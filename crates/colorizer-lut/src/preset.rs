//! Palette presets.

use std::fmt;
use std::str::FromStr;

use serde::{Deserialize, Serialize};

use crate::{LutError, LutResult};

/// Selects the palette used to convert grayscale to color.
///
/// Serializes as its lowercase nick (`"none"`, `"jet"`).
#[derive(Debug, Clone, Copy, PartialEq, Eq, Hash, Default, Serialize, Deserialize)]
#[serde(rename_all = "lowercase")]
pub enum Preset {
    /// Do nothing: intensity is copied to every color channel.
    #[default]
    None,
    /// Classic jet map: dark blue, cyan, yellow, dark red.
    Jet,
}

impl Preset {
    /// All presets, in enumeration order.
    pub fn all() -> &'static [Self] {
        &[Self::None, Self::Jet]
    }

    /// Lowercase nick used in configuration.
    pub const fn name(&self) -> &'static str {
        match self {
            Self::None => "none",
            Self::Jet => "jet",
        }
    }

    /// Human-readable description.
    pub const fn description(&self) -> &'static str {
        match self {
            Self::None => "Do nothing preset",
            Self::Jet => "Apply jet color map to image",
        }
    }

    /// Numeric value of the enumeration.
    pub const fn value(&self) -> u32 {
        match self {
            Self::None => 0,
            Self::Jet => 1,
        }
    }
}

impl fmt::Display for Preset {
    fn fmt(&self, f: &mut fmt::Formatter<'_>) -> fmt::Result {
        f.write_str(self.name())
    }
}

impl FromStr for Preset {
    type Err = LutError;

    fn from_str(s: &str) -> LutResult<Self> {
        let s = s.trim();
        Self::all()
            .iter()
            .copied()
            .find(|p| p.name().eq_ignore_ascii_case(s))
            .ok_or_else(|| LutError::UnknownPreset(s.to_string()))
    }
}

impl TryFrom<u32> for Preset {
    type Error = LutError;

    fn try_from(value: u32) -> LutResult<Self> {
        Self::all()
            .iter()
            .copied()
            .find(|p| p.value() == value)
            .ok_or(LutError::UnknownPresetValue(value))
    }
}

#[cfg(test)]
mod tests {
    use super::*;

    #[test]
    fn test_parse() {
        assert_eq!("jet".parse::<Preset>().unwrap(), Preset::Jet);
        assert_eq!(" JET ".parse::<Preset>().unwrap(), Preset::Jet);
        assert_eq!("none".parse::<Preset>().unwrap(), Preset::None);
        assert_eq!(
            "viridis".parse::<Preset>(),
            Err(LutError::UnknownPreset("viridis".into()))
        );
    }

    #[test]
    fn test_values() {
        for preset in Preset::all() {
            assert_eq!(Preset::try_from(preset.value()).unwrap(), *preset);
        }
        assert_eq!(Preset::try_from(7), Err(LutError::UnknownPresetValue(7)));
    }

    #[test]
    fn test_default_is_passthrough() {
        assert_eq!(Preset::default(), Preset::None);
        assert_eq!(Preset::Jet.to_string(), "jet");
    }
}
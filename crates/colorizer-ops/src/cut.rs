//! Near/far cut: linear remap of source intensity onto the table index.
//!
//! The cut selects the intensity window `[near, far]` that is stretched
//! over the 256 table entries. Values below `near` map to index 0, values
//! above `far` to index 255.
//!
//! # Example
//!
//! ```rust
//! use colorizer_ops::CutRange;
//!
//! let cut = CutRange::new(100, 200);
//! assert_eq!(cut.index(0), 0);
//! assert_eq!(cut.index(128), 71);
//! assert_eq!(cut.index(255), 255);
//! ```

/// Intensity window mapped onto table indices `0..=255`.
///
/// Any pair of values is accepted. When `far <= near` the window is
/// degenerate and acts as a threshold at `near`.
#[derive(Debug, Clone, Copy, PartialEq, Eq, Hash)]
pub struct CutRange {
    /// Intensity mapped to index 0.
    pub near: u16,
    /// Intensity mapped to index 255.
    pub far: u16,
}

impl Default for CutRange {
    fn default() -> Self {
        Self {
            near: 0,
            far: u16::MAX,
        }
    }
}

impl CutRange {
    /// Creates a cut range.
    #[inline]
    pub const fn new(near: u16, far: u16) -> Self {
        Self { near, far }
    }

    /// Clamps both ends to the largest value the source can hold.
    #[inline]
    pub fn clamped(self, max: u16) -> Self {
        Self {
            near: self.near.min(max),
            far: self.far.min(max),
        }
    }

    /// Whether the window has no width.
    #[inline]
    pub fn is_degenerate(&self) -> bool {
        self.far <= self.near
    }

    /// Table index for intensity `v`.
    ///
    /// `((v - near) * 255) / (far - near)`, clamped to `0..=255`, with
    /// integer division. A degenerate window yields 0 for `v <= near` and
    /// 255 otherwise.
    #[inline(always)]
    pub fn index(&self, v: u16) -> u8 {
        if v <= self.near {
            return 0;
        }
        if v >= self.far {
            return u8::MAX;
        }
        let span = (self.far - self.near) as u32;
        (((v - self.near) as u32 * 255) / span) as u8
    }
}

#[cfg(test)]
mod tests {
    use super::*;

    #[test]
    fn test_full_range_is_identity_for_8bit() {
        let cut = CutRange::new(0, 255);
        for v in 0..=255u16 {
            assert_eq!(cut.index(v) as u16, v);
        }
    }

    #[test]
    fn test_outside_window_clamps() {
        let cut = CutRange::new(1000, 3000);
        for v in [0u16, 1, 999, 1000] {
            assert_eq!(cut.index(v), 0);
        }
        for v in [3000u16, 3001, 40000, u16::MAX] {
            assert_eq!(cut.index(v), 255);
        }
        assert_eq!(cut.index(2000), 127);
    }

    #[test]
    fn test_degenerate_threshold() {
        let k = 42;
        let cut = CutRange::new(k, k);
        assert!(cut.is_degenerate());
        for v in 0..=u16::MAX {
            let expected = if v <= k { 0 } else { 255 };
            assert_eq!(cut.index(v), expected);
        }
    }

    #[test]
    fn test_inverted_window_thresholds_at_near() {
        let cut = CutRange::new(500, 100);
        assert!(cut.is_degenerate());
        assert_eq!(cut.index(300), 0);
        assert_eq!(cut.index(500), 0);
        assert_eq!(cut.index(501), 255);
    }

    #[test]
    fn test_clamped_to_source_max() {
        let cut = CutRange::default().clamped(255);
        assert_eq!(cut, CutRange::new(0, 255));
        assert_eq!(CutRange::new(300, 400).clamped(255), CutRange::new(255, 255));
    }

    #[test]
    fn test_full_16bit_range() {
        let cut = CutRange::default();
        assert_eq!(cut.index(0), 0);
        assert_eq!(cut.index(257), 1);
        assert_eq!(cut.index(32768), 127);
        assert_eq!(cut.index(u16::MAX), 255);
    }
}
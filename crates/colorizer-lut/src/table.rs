//! 256-entry color lookup table and the palette builder.
//!
//! A [`ColorTable`] maps an 8-bit index to an RGB triple. The transform
//! engine normalizes every source intensity into this index domain, so the
//! table size is fixed regardless of source bit depth.
//!
//! # Example
//!
//! ```rust
//! use colorizer_lut::{build_table, Palette, Preset};
//!
//! let Palette::Mapped(table) = build_table(Preset::Jet) else {
//!     unreachable!()
//! };
//! assert_eq!(table.get(0), [0, 0, 128]);
//! assert_eq!(table.get(255), [128, 0, 0]);
//! ```

use std::fmt;

use crate::Preset;

/// Number of entries in every color table.
pub const TABLE_SIZE: usize = 256;

/// Rec.709 luma weights scaled by 10 000.
const LUMA_WEIGHTS: [u32; 3] = [2126, 7152, 722];

/// A fixed-size RGB lookup table.
#[derive(Clone, PartialEq, Eq)]
pub struct ColorTable {
    entries: [[u8; 3]; TABLE_SIZE],
}

impl ColorTable {
    /// Builds a table by evaluating `f` for every index.
    pub fn from_fn<F>(f: F) -> Self
    where
        F: Fn(u8) -> [u8; 3],
    {
        let mut entries = [[0u8; 3]; TABLE_SIZE];
        for (i, entry) in entries.iter_mut().enumerate() {
            *entry = f(i as u8);
        }
        Self { entries }
    }

    /// Color at `index`.
    #[inline(always)]
    pub fn get(&self, index: u8) -> [u8; 3] {
        self.entries[index as usize]
    }

    /// All entries, index order.
    #[inline]
    pub fn entries(&self) -> &[[u8; 3]; TABLE_SIZE] {
        &self.entries
    }

    /// Rec.709 luma of the entry at `index`, scaled by 10 000.
    pub fn luminance(&self, index: u8) -> u32 {
        let [r, g, b] = self.get(index);
        r as u32 * LUMA_WEIGHTS[0] + g as u32 * LUMA_WEIGHTS[1] + b as u32 * LUMA_WEIGHTS[2]
    }
}

impl fmt::Debug for ColorTable {
    fn fmt(&self, f: &mut fmt::Formatter<'_>) -> fmt::Result {
        f.debug_struct("ColorTable")
            .field("first", &self.entries[0])
            .field("last", &self.entries[TABLE_SIZE - 1])
            .finish()
    }
}

/// Result of building a preset.
#[derive(Debug, Clone, PartialEq, Eq)]
pub enum Palette {
    /// No recoloring. Consumers copy intensity straight to the output.
    Identity,
    /// Look every index up in the table.
    Mapped(ColorTable),
}

impl Palette {
    /// Whether this palette leaves intensities unchanged.
    #[inline]
    pub fn is_identity(&self) -> bool {
        matches!(self, Self::Identity)
    }

    /// The lookup table, if any.
    #[inline]
    pub fn table(&self) -> Option<&ColorTable> {
        match self {
            Self::Identity => None,
            Self::Mapped(table) => Some(table),
        }
    }
}

/// Builds the palette for `preset`.
///
/// Pure and deterministic. `Preset::None` yields [`Palette::Identity`]
/// rather than a gray ramp so the engine can skip the lookup entirely.
pub fn build_table(preset: Preset) -> Palette {
    match preset {
        Preset::None => Palette::Identity,
        Preset::Jet => Palette::Mapped(ColorTable::from_fn(jet)),
    }
}

/// Jet color for table index `i`.
///
/// With `t = i / 255` each channel is `clamp(1.5 - |4t - c|, 0, 1)`,
/// centred at `c = 3` (red), `2` (green) and `1` (blue). Scaled to 8 bits
/// every channel lands on a half step, so the curve is evaluated in twice
/// the target resolution and rounded half up:
///
/// ```text
/// 2 * 255 * channel = 765 - 2 * |4i - 255c|
/// ```
pub fn jet(i: u8) -> [u8; 3] {
    let four_i = 4 * i as i32;
    let channel = |centre: i32| -> u8 {
        let doubled = (765 - 2 * (four_i - 255 * centre).abs()).clamp(0, 510);
        ((doubled + 1) / 2) as u8
    };
    [channel(3), channel(2), channel(1)]
}

#[cfg(test)]
mod tests {
    use super::*;
    use approx::assert_abs_diff_eq;

    fn jet_table() -> ColorTable {
        match build_table(Preset::Jet) {
            Palette::Mapped(table) => table,
            Palette::Identity => panic!("jet must build a table"),
        }
    }

    /// Continuous jet curve, 0..=255 per channel.
    fn reference(i: u8) -> [f32; 3] {
        let t = i as f32 / 255.0;
        let ramp = |c: f32| (1.5 - (4.0 * t - c).abs()).clamp(0.0, 1.0) * 255.0;
        [ramp(3.0), ramp(2.0), ramp(1.0)]
    }

    #[test]
    fn test_none_is_identity() {
        assert!(build_table(Preset::None).is_identity());
        assert!(build_table(Preset::None).table().is_none());
    }

    #[test]
    fn test_deterministic() {
        for preset in Preset::all() {
            assert_eq!(build_table(*preset), build_table(*preset));
        }
    }

    #[test]
    fn test_jet_endpoints() {
        let table = jet_table();
        assert_eq!(table.get(0), [0, 0, 128]);
        assert_eq!(table.get(255), [128, 0, 0]);
    }

    #[test]
    fn test_jet_breakpoints() {
        let table = jet_table();
        // Blue saturates, cyan, yellow, red plateau.
        assert_eq!(table.get(32)[2], 255);
        assert_eq!(table.get(96)[1], 255);
        assert_eq!(table.get(159)[1], 255);
        assert_eq!(table.get(160)[0], 255);
        assert_eq!(table.get(160)[2], 0);
        assert_eq!(table.get(223)[0], 255);
        assert_eq!(table.get(224), [252, 0, 0]);
    }

    #[test]
    fn test_jet_matches_reference_curve() {
        let table = jet_table();
        for i in 0..=255u8 {
            let expected = reference(i);
            let got = table.get(i);
            for c in 0..3 {
                assert_abs_diff_eq!(got[c] as f32, expected[c], epsilon = 0.501);
            }
        }
    }

    #[test]
    fn test_jet_luminance_rises_through_midpoint() {
        let table = jet_table();
        for i in 0..159u8 {
            assert!(
                table.luminance(i + 1) >= table.luminance(i),
                "luminance drops between {} and {}",
                i,
                i + 1
            );
        }
        // Past the yellow peak the red plateau is darker.
        assert!(table.luminance(200) < table.luminance(159));
    }
}
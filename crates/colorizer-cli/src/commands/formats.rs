//! Supported format listing

use anyhow::Result;
use colorizer_core::VideoFormat;

pub fn run() -> Result<()> {
    println!("Input (luma) formats:");
    for format in VideoFormat::all().iter().filter(|f| f.is_luma_source()) {
        let depth = format.luma_sample().map_or(0, |s| s.bytes() * 8);
        println!("  {:<10} {}-bit, {} plane(s)", format.name(), depth, format.n_planes());
    }
    println!("Output (color) formats:");
    for format in VideoFormat::all().iter().filter(|f| f.is_color_output()) {
        let alpha = if format.has_alpha() { ", alpha" } else { "" };
        println!("  {:<10} {} plane(s){}", format.name(), format.n_planes(), alpha);
    }
    Ok(())
}
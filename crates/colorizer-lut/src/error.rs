//! LUT error types.

use thiserror::Error;

/// Result type for LUT operations.
pub type LutResult<T> = Result<T, LutError>;

/// Errors that can occur while selecting a palette.
#[derive(Debug, Error, Clone, PartialEq, Eq)]
pub enum LutError {
    /// Preset name is not one of the known nicks.
    #[error("unknown preset: {0:?}")]
    UnknownPreset(String),

    /// Preset value is outside the known enumeration.
    #[error("unknown preset value: {0}")]
    UnknownPresetValue(u32),
}
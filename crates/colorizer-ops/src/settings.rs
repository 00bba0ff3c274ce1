//! Colorizer configuration.
//!
//! The three user-facing properties (`preset`, `near_cut`, `far_cut`) as one
//! serializable value. Missing fields take their defaults; unknown fields
//! are rejected so typos do not pass silently.
//!
//! ```rust
//! use colorizer_lut::Preset;
//! use colorizer_ops::ColorizerSettings;
//!
//! let settings = ColorizerSettings::from_yaml_str("preset: jet\nfar_cut: 4000\n").unwrap();
//! assert_eq!(settings.preset, Preset::Jet);
//! assert_eq!(settings.near_cut, 0);
//! assert_eq!(settings.far_cut, 4000);
//! ```

use std::path::Path;

use colorizer_lut::Preset;
use serde::{Deserialize, Serialize};

use crate::{ColorizeError, ColorizeResult, CutRange};

/// Preset and cut range.
#[derive(Debug, Clone, Copy, PartialEq, Eq, Hash, Serialize, Deserialize)]
#[serde(default, deny_unknown_fields)]
pub struct ColorizerSettings {
    /// Palette preset. Default: `none`.
    pub preset: Preset,
    /// Intensity mapped to the first table entry. Default: 0.
    pub near_cut: u16,
    /// Intensity mapped to the last table entry. Default: 65535.
    pub far_cut: u16,
}

impl Default for ColorizerSettings {
    fn default() -> Self {
        Self {
            preset: Preset::None,
            near_cut: 0,
            far_cut: u16::MAX,
        }
    }
}

impl ColorizerSettings {
    /// The cut range described by `near_cut` and `far_cut`.
    #[inline]
    pub fn cut(&self) -> CutRange {
        CutRange::new(self.near_cut, self.far_cut)
    }

    /// Parses settings from YAML.
    pub fn from_yaml_str(yaml: &str) -> ColorizeResult<Self> {
        serde_yaml::from_str(yaml).map_err(|e| ColorizeError::InvalidConfiguration(e.to_string()))
    }

    /// Reads settings from a YAML file.
    pub fn from_yaml_file(path: impl AsRef<Path>) -> ColorizeResult<Self> {
        let path = path.as_ref();
        let text = std::fs::read_to_string(path).map_err(|e| {
            ColorizeError::InvalidConfiguration(format!("{}: {}", path.display(), e))
        })?;
        Self::from_yaml_str(&text)
    }

    /// Serializes settings to YAML.
    pub fn to_yaml_string(&self) -> ColorizeResult<String> {
        serde_yaml::to_string(self).map_err(|e| ColorizeError::InvalidConfiguration(e.to_string()))
    }
}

▸ Task to complete
Look through the data above for the word "Hash". Report each line where it occurs.

▸ Your solution
#[derive(Debug, Clone, Copy, PartialEq, Eq, Hash, Default, Serialize, Deserialize)]
#[derive(Debug, Clone, Copy, PartialEq, Eq, Hash)]
#[derive(Debug, Clone, Copy, PartialEq, Eq, Hash, Serialize, Deserialize)]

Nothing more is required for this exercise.